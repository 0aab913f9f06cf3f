use regex::Regex;

/// Lexicon-based sentiment of a piece of text. Polarity in [-1, 1],
/// subjectivity in [0, 1]; both 0 when nothing in the text is scored.
#[derive(Debug, Clone, Copy, PartialEq)]
pub struct Sentiment {
    pub polarity: f64,
    pub subjectivity: f64,
}

impl Sentiment {
    pub const NEUTRAL: Sentiment = Sentiment {
        polarity: 0.0,
        subjectivity: 0.0,
    };
}

// (word, polarity, subjectivity)
const LEXICON: &[(&str, f64, f64)] = &[
    // negative
    ("tears", -0.5, 0.8),
    ("cry", -0.6, 0.8),
    ("cried", -0.6, 0.8),
    ("crying", -0.6, 0.8),
    ("sad", -0.7, 0.9),
    ("grief", -0.8, 0.9),
    ("loss", -0.6, 0.7),
    ("lost", -0.4, 0.6),
    ("sorrow", -0.8, 0.9),
    ("death", -0.7, 0.6),
    ("died", -0.7, 0.6),
    ("betrayal", -0.8, 0.8),
    ("terrible", -0.9, 0.9),
    ("horrible", -0.9, 0.9),
    ("awful", -0.8, 0.9),
    ("worst", -1.0, 1.0),
    ("alone", -0.4, 0.6),
    ("broken", -0.5, 0.7),
    ("dark", -0.3, 0.5),
    ("fear", -0.6, 0.7),
    ("afraid", -0.6, 0.8),
    ("scared", -0.6, 0.8),
    ("angry", -0.6, 0.8),
    ("hate", -0.8, 0.9),
    ("pain", -0.6, 0.7),
    ("hurt", -0.6, 0.7),
    ("war", -0.6, 0.5),
    ("battle", -0.4, 0.5),
    ("conflict", -0.4, 0.5),
    ("tattered", -0.4, 0.6),
    ("homeless", -0.5, 0.5),
    // positive
    ("love", 0.5, 0.6),
    ("loved", 0.7, 0.8),
    ("happy", 0.8, 1.0),
    ("joy", 0.8, 0.9),
    ("funny", 0.5, 0.9),
    ("hilarious", 0.8, 1.0),
    ("laugh", 0.6, 0.8),
    ("laughed", 0.6, 0.8),
    ("amazing", 0.6, 0.9),
    ("wonderful", 1.0, 1.0),
    ("great", 0.8, 0.75),
    ("good", 0.7, 0.6),
    ("best", 1.0, 0.3),
    ("beautiful", 0.85, 1.0),
    ("exciting", 0.5, 0.8),
    ("fun", 0.4, 0.7),
    ("silly", 0.3, 0.9),
    ("amusing", 0.5, 0.8),
    ("kind", 0.6, 0.9),
    ("kindness", 0.6, 0.9),
    ("smile", 0.5, 0.7),
    ("smiling", 0.5, 0.7),
    ("hope", 0.4, 0.6),
    ("healing", 0.5, 0.6),
    ("win", 0.6, 0.6),
    ("victory", 0.7, 0.6),
    ("perfect", 1.0, 1.0),
];

const NEGATORS: &[&str] = &["not", "never", "no", "cannot", "can't", "don't", "didn't"];

/// Score `text` against the lexicon. Polarity and subjectivity are the means
/// over matched words; a negator immediately before a matched word dampens
/// and flips its polarity.
pub fn analyze(text: &str) -> Sentiment {
    let word_re = Regex::new(r"[a-z']+").unwrap();
    let lowered = text.to_lowercase();
    let words: Vec<&str> = word_re.find_iter(&lowered).map(|m| m.as_str()).collect();

    let mut polarity_sum = 0.0;
    let mut subjectivity_sum = 0.0;
    let mut matched = 0usize;

    for (i, word) in words.iter().enumerate() {
        if let Some(&(_, polarity, subjectivity)) =
            LEXICON.iter().find(|(entry, _, _)| entry == word)
        {
            let negated = i > 0 && NEGATORS.contains(&words[i - 1]);
            polarity_sum += if negated { -polarity * 0.5 } else { polarity };
            subjectivity_sum += subjectivity;
            matched += 1;
        }
    }

    if matched == 0 {
        return Sentiment::NEUTRAL;
    }

    Sentiment {
        polarity: (polarity_sum / matched as f64).clamp(-1.0, 1.0),
        subjectivity: (subjectivity_sum / matched as f64).clamp(0.0, 1.0),
    }
}

#[cfg(test)]
mod tests {
    use super::*;

    #[test]
    fn unscored_text_is_neutral() {
        assert_eq!(analyze("the quick brown fox"), Sentiment::NEUTRAL);
        assert_eq!(analyze(""), Sentiment::NEUTRAL);
    }

    #[test]
    fn grief_scores_negative_and_subjective() {
        let sentiment = analyze("Tears of grief and sorrow.");
        assert!(sentiment.polarity < -0.3);
        assert!(sentiment.subjectivity > 0.6);
    }

    #[test]
    fn comedy_scores_positive() {
        let sentiment = analyze("It was hilarious and funny, everyone would laugh.");
        assert!(sentiment.polarity > 0.3);
    }

    #[test]
    fn negation_flips_polarity() {
        let plain = analyze("happy");
        let negated = analyze("not happy");
        assert!(plain.polarity > 0.0);
        assert!(negated.polarity < 0.0);
    }

    #[test]
    fn deterministic_for_identical_input() {
        let story = "I cried when I lost the battle.";
        assert_eq!(analyze(story), analyze(story));
    }
}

*DESCRIPTION OF THE TASK*.
The answer must be every line of the records that holds the string "Regex".

*ANSWER FOR THE TASK*.
use regex::Regex;
    let word_re = Regex::new(r"[a-z']+").unwrap();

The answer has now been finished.